For three decades, I worked at full tilt. Nobody told me to, nobody cracked a whip, but I couldn’t stop myself. Promotions arrived one after another — pay rises, titles, responsibilities, they all came. But what really drove me wasn’t any of that. It was the thrill of delivering results, the adrenaline of pushing something forward. And because I enjoyed it, I told myself it wasn’t a problem.

By my early thirties, I was the youngest director to sit in Sir Philip Green’s boardroom. You’d think that would have been enough, but instead I found myself restless, craving more stimulation. So I packed my bags and moved to Mumbai, where I spent five years building a lingerie business in a market that wasn’t quite ready for Western retail. After returning to the UK for a few years, off I went again — this time to Berlin, where I worked with Zalando and H&M. I was always excited, always grateful for the opportunities, but the truth is I was an “always-on” person.

What I didn’t realise was that the harder I pushed, the more the quality of my thinking was being eroded.

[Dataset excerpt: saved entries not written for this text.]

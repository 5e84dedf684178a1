//! Block redistribution planning
//!
//! A layout change (new distributions, new grid shape, a symmetry flag
//! gained or lost) moves blocks between processes. The planner walks the
//! local block directory once and assigns every live block its destination
//! rank under the target layout, grouping entries per rank in storage order
//! so the packer can serialize each rank's batch sequentially.
//!
//! Coordinates are canonicalized under the *target* symmetry before the
//! owner lookup. When canonicalization swaps a block, or the source stored
//! its data transposed, the plan entry's transpose flag tells the packer to
//! transpose the payload in flight; both together cancel.
//!
//! The per-block destination computation is independent across blocks, so
//! it runs as a rayon parallel map once the block count crosses the
//! configured threshold. The grouping pass stays serial either way and the
//! resulting plan is identical.

use log::debug;
use rayon::prelude::*;

use crate::config::EngineConfig;
use crate::dist::Distribution;
use crate::grid::ProcessGrid;
use crate::matrix::directory::{BlockDirectory, BlockEntry};
use crate::matrix::locate::stored_coordinates;

/// One block movement of a shuffle plan.
#[derive(Debug, Clone, Copy, PartialEq, Eq)]
pub struct ShuffleEntry {
    /// Position of the block in the source directory arrays.
    pub index: usize,
    /// Target stored block-row (after target-symmetry canonicalization).
    pub row: usize,
    /// Target stored block-column.
    pub col: usize,
    /// 1-based data offset in the source heap.
    pub offset: usize,
    /// Whether the payload must be transposed while packing.
    pub transpose: bool,
}

/// Live blocks grouped by destination rank, each group in source storage
/// order.
#[derive(Debug, Clone, PartialEq, Eq)]
pub struct ShufflePlan {
    per_rank: Vec<Vec<ShuffleEntry>>,
    n_blocks: usize,
}

impl ShufflePlan {
    /// Number of destination ranks (the target grid size).
    pub fn n_ranks(&self) -> usize {
        self.per_rank.len()
    }

    /// Total number of blocks moved by the plan.
    pub fn n_blocks(&self) -> usize {
        self.n_blocks
    }

    pub fn is_empty(&self) -> bool {
        self.n_blocks == 0
    }

    /// The blocks bound for `rank`, in source storage order.
    pub fn for_rank(&self, rank: usize) -> &[ShuffleEntry] {
        &self.per_rank[rank]
    }

    /// Iterates over `(rank, entries)` pairs, skipping ranks that receive
    /// nothing.
    pub fn ranks(&self) -> impl Iterator<Item = (usize, &[ShuffleEntry])> {
        self.per_rank
            .iter()
            .enumerate()
            .filter(|(_, entries)| !entries.is_empty())
            .map(|(rank, entries)| (rank, entries.as_slice()))
    }
}

/// Plans the movement of every live local block to its owner under a target
/// layout.
///
/// # Arguments
///
/// * `dir` - The process-local block directory being redistributed
/// * `row_dist` - Target block-row distribution
/// * `col_dist` - Target block-column distribution
/// * `grid` - Target process grid; its ranks must be dense in
///   `[0, grid.size())`
/// * `symmetric` - Target matrix symmetry; when set, coordinates are
///   canonicalized before the owner lookup
/// * `config` - Engine configuration (parallelism threshold, verification)
///
/// # Panics
///
/// Panics if the distribution lengths do not match the directory shape, if
/// the distribution bin counts do not match the grid shape, or if a
/// symmetric target is requested for a non-square directory.
pub fn redistribution_plan(
    dir: &BlockDirectory,
    row_dist: &Distribution,
    col_dist: &Distribution,
    grid: &ProcessGrid,
    symmetric: bool,
    config: &EngineConfig,
) -> ShufflePlan {
    assert_eq!(
        row_dist.len(),
        dir.nblkrows(),
        "row distribution must cover every block-row"
    );
    assert_eq!(
        col_dist.len(),
        dir.nblkcols(),
        "column distribution must cover every block-column"
    );
    assert_eq!(
        row_dist.nbins(),
        grid.nprow(),
        "row distribution bins must match the grid's row count"
    );
    assert_eq!(
        col_dist.nbins(),
        grid.npcol(),
        "column distribution bins must match the grid's column count"
    );
    if symmetric {
        assert_eq!(
            dir.nblkrows(),
            dir.nblkcols(),
            "a symmetric target requires a square block structure"
        );
    }

    let live: Vec<BlockEntry> = dir.live_blocks().collect();
    let n_ranks = grid.size();

    let route = |entry: &BlockEntry| -> (usize, ShuffleEntry) {
        let (row, col, swapped) = stored_coordinates(entry.row, entry.col, symmetric);
        let rank = grid.rank(row_dist.bin_of(row), col_dist.bin_of(col));
        assert!(
            rank < n_ranks,
            "grid rank {} is not dense in [0, {})",
            rank,
            n_ranks
        );
        let moved = ShuffleEntry {
            index: entry.index,
            row,
            col,
            offset: entry.offset,
            transpose: entry.transposed != swapped,
        };
        (rank, moved)
    };

    let routed: Vec<(usize, ShuffleEntry)> = if config.should_parallelize(live.len()) {
        live.par_iter().map(route).collect()
    } else {
        live.iter().map(route).collect()
    };

    let mut per_rank = vec![Vec::new(); n_ranks];
    for (rank, entry) in routed {
        per_rank[rank].push(entry);
    }

    let plan = ShufflePlan {
        per_rank,
        n_blocks: live.len(),
    };

    debug!(
        "redistribution plan: {} blocks to {} of {} ranks",
        plan.n_blocks,
        plan.ranks().count(),
        n_ranks
    );

    if config.careful {
        verify_plan(&plan, &live);
    }
    plan
}

/// Re-checks that the plan is a permutation of the live block set.
fn verify_plan(plan: &ShufflePlan, live: &[BlockEntry]) {
    let planned: usize = plan.per_rank.iter().map(Vec::len).sum();
    assert_eq!(
        planned,
        live.len(),
        "plan covers {} of {} live blocks",
        planned,
        live.len()
    );

    let mut seen: Vec<usize> = plan
        .per_rank
        .iter()
        .flat_map(|entries| entries.iter().map(|e| e.index))
        .collect();
    seen.sort_unstable();
    let mut expected: Vec<usize> = live.iter().map(|e| e.index).collect();
    expected.sort_unstable();
    assert_eq!(seen, expected, "plan is not a permutation of the live set");
}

I was running on momentum, not clarity. Holidays should have been restful, but instead they turned into board meetings in my head. My mind, finally given space, would start presenting me with the ideas and insights I had been too busy to process. It was like having the most diligent assistant whispering in my ear — and instead of listening, I kept pushing it away.

For me, a normal day meant waking up and going straight into meetings, with no pause and no reflection. At school they used to say: don’t pick up your pen in an exam straight away, stop and think first. That advice never stuck with me. I was so results-driven I dived in head first, every single time. And yes, the results came. At Zalando, I doubled womenswear turnover from €1 billion to €2.2 billion in four years. The growth was extraordinary, the promotions followed, and on paper, it was success.

But what I know now is that if I had switched off properly in the evenings, respected weekends as downtime, and allowed myself more space, I would have been sharper. Rest would have given me clarity. Space would have brought better strategy. I didn’t need to push harder — I just needed to pause.

Here’s the truth: busyness is not a flex. It’s a thief. A vandal that smashes up your clarity, steals your best thinking, and leaves you frazzled.

You don’t need to sprint yourself ragged to succeed. You need to pause. Breathe. Think. I wish I’d learnt that earlier. Because the power to transform your life isn’t in doing more — it’s in daring to stop.